Which brings us to the current two main political parties in the US. What is interesting is that neither has been around in its current form for the entire existence of the US, although both try to claim a legacy that dates back to the formation.

The political conflicts in the US, dating back to the first Federalist Papers and earlier, boil down to a few issues, which encapsulate all others:

  • Federalist vs. Anti-Federalist: what is the allocation of power between the states and the federal government?
  • Industrial vs. Agricultural: the heart of the Civil War, and still one of the biggest issues as to how the federal government should allocate money; can also be framed as Urban vs.
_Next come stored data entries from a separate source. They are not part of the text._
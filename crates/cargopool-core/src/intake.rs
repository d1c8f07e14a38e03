//! Pledge intake pipeline.
//!
//! The single authoritative entry point for recording a pledge. Every
//! submission runs the same fixed sequence, each step short-circuiting on
//! failure:
//!
//! ```text
//! admit (rate limit) -> validate identity -> pool open check ->
//! duplicate check -> authoritative re-quote -> persist -> notify
//! ```
//!
//! The persist step is the durability boundary: once the insert succeeds the
//! submission has succeeded, and everything after it (submitter confirmation,
//! admin summary) is best-effort: failures there are logged and absorbed,
//! never surfaced, and never roll the insert back.
//!
//! # Duplicate handling
//!
//! The pre-insert lookup is the fast path that reports a duplicate before a
//! quote is even computed. It is not the guarantee: concurrent identical
//! submissions can both pass it, so the store enforces uniqueness over
//! `(pool, lowercased email)` for active pledges and reports a violation as
//! [`InsertError::DuplicateEmail`], which the pipeline maps to the same
//! [`IntakeError::DuplicatePledge`] the fast path produces.
//!
//! # Quote authority
//!
//! Client-computed quote figures on the wire are advisory and discarded;
//! the persisted figures always come from [`crate::quote::quote`] applied to
//! the validated raw cargo fields. The read-only preview goes through the
//! identical code path ([`IntakePipeline::preview`]), so preview and
//! submission cannot drift.

use std::net::IpAddr;
use std::sync::Arc;

use async_trait::async_trait;
use thiserror::Error;
use tracing::{info, warn};
use uuid::Uuid;

use crate::pledge::{AdminPledgeUpdate, NewPledge, PledgeId, PledgeStatus};
use crate::pool::PoolSummary;
use crate::pricing::PricingSource;
use crate::quote::{quote, HeavySurcharge, Quote, QuoteError};
use crate::ratelimit::{RateLimiter, RateLimiterConfig};
use crate::submission::{
    validate_identity, validate_quote_request, QuoteIntent, RawQuoteRequest, RawSubmission,
    SubmissionIdentity, ValidationError,
};

/// Default per-minute ceiling for pledge submissions.
pub const DEFAULT_SUBMIT_CEILING: u32 = 10;

/// Default per-minute ceiling for quotation previews. Previews are cheap and
/// front-end calculators fire them on every keystroke, so the ceiling is
/// looser than the submission one.
pub const DEFAULT_PREVIEW_CEILING: u32 = 60;

// =============================================================================
// Errors
// =============================================================================

/// Opaque storage-layer failure. The underlying cause is logged by the
/// store; callers see only that persistence failed.
#[derive(Debug, Error)]
#[error("storage failure: {0}")]
pub struct StoreError(pub String);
Rural, since industry generally needs a densely populated workforce whereas agriculture needs lots and lots of land
  • Individual Rights: what can the government say you can and can't do?
One of the common two-axis systems to to map personal and economic freedoms separately; this has the advantage of no longer lumping libertarians and authoritarians together on the right (which makes no sense), and Marxists and anarchists on the left (which also makes no sense).

The funny thing is that the current two major parties have different answers to these questions, depending on the context. For example, Republicans tend to favor low taxes and small federal government... except when it comes to defense and energy spending. Democrats tend to favor individual freedoms, but often want to regulate almost everything. Both sides are in favor of subsidies that help their district, whether that's subsidies for "small farmers" (read: huge agribusiness conglomerates) or "American workers" (read: failing American businesses that are being outcompeted on the global market), so depending on where a Republican or Democrat is from, we'll see different behavior on the Urban vs. Rural edge.
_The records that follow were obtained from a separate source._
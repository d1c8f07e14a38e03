//! cargopool-daemon - HTTP intake daemon
//!
//! Wires the `cargopool-core` engine to the outside world: a TOML
//! configuration file, a SQLite database shared with the product's CRUD
//! surface, an HTTP email provider, and an axum HTTP listener.
//!
//! # Modules
//!
//! - [`config`]: TOML daemon configuration
//! - [`store`]: SQLite pool directory, pledge store, and pricing source
//! - [`notify`]: fire-and-forget email notification adapter
//! - [`http`]: axum routes and error mapping

pub mod config;
pub mod http;
pub mod notify;
pub mod store;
Finally, there's the relatively recent alliance between Republicans and social conservatives, which lets them have the nifty hypocrisy of saying the government has no right to say what you can do with a gun, but every right to say what you can do in the bedroom (see also: pro-death penalty but anti-abortion). Democrats are in a similar boat when it comes to supporting unions but wanting to do a lot of international aid (protectionist trade policies help our unions but hurt workers in developing nations), and with demanding money for education but refusing to consider options like school vouchers.
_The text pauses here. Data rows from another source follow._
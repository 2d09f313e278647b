//! Tool executor collaborator for agentflow agents.
//!
//! Agents reference tools by ID in their configuration; the orchestrator resolves
//! those references through a [`ToolManager`] when the agent is created and calls
//! them from task handlers under the task's execution context.
//!
//! # Main types
//!
//! - [`Tool`]: Trait implemented by every tool.
//! - [`ToolMetadata`]: Identity, version, categories, tags and parameter specs.
//! - [`ToolManager`]: Registration, resolution, filtering and execution.
//! - [`ToolRegistry`]: Category and tag index over registered tool metadata.

/// Ready-to-use tools.
pub mod builtins;
/// Tool manager (registration, resolution, execution).
pub mod manager;
/// Category and tag index.
pub mod registry;
/// Tool trait and metadata types.
pub mod tool;

pub use builtins::{register_builtins, CalculatorTool, TextSplitterTool};
pub use manager::{ToolFilter, ToolManager};
pub use registry::ToolRegistry;
pub use tool::{validate_against_specs, ParamType, ParameterSpec, Tool, ToolCategory, ToolMetadata};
The terms "liberal" and "conservative" are names for political philosophies that go back to the 18th century or so.  People who hold conservative philosophies aggregate in the Republican party, and people with liberal philosophies flock with Democrats.

Or at least, that's the rough gist of it.  But there are conservative Democrats and liberal Republicans, and what we mean by "liberal" and "conservative" are very different from the original meanings, and from the way people in other countries use the same words.

The idea of conservatism being identical to Evangelistic Christianity is a very recent invention, beginning in the 1970s as a way to help the Republican party recover from the Nixon debacle.  

Actually, it's reflecting an even deeper shift, a realignment of both parties in the 1950s as Democrats tried to attract more minorities during the era of Civil Rights legislation, and the southern conservative Democrats left to join the Republican party.  Originally that brought a libertarian bent to the Republicans, but the influx of evangelical Christians formed a new base, which helped lead to our notion of "conservative" = "Republican" = "religious right".  

Liberal and moderate Republican are uneasy about that, preferring a more fiscally responsible libertarian attitude, what they call "fiscal conservatism" even though that's called "liberal" in Europe, much closer to the original meaning of the term!

Meantime, the Democrats were undergoing another shift, from "classic" liberal (free-market) to "modern" liberal (interested in individual rights).  In some ways those are opposites: modern liberals believe in using the power of government to help ensure rights for individuals, which "classic" liberals see as a restriction of the right to choose freely and operate without government interference.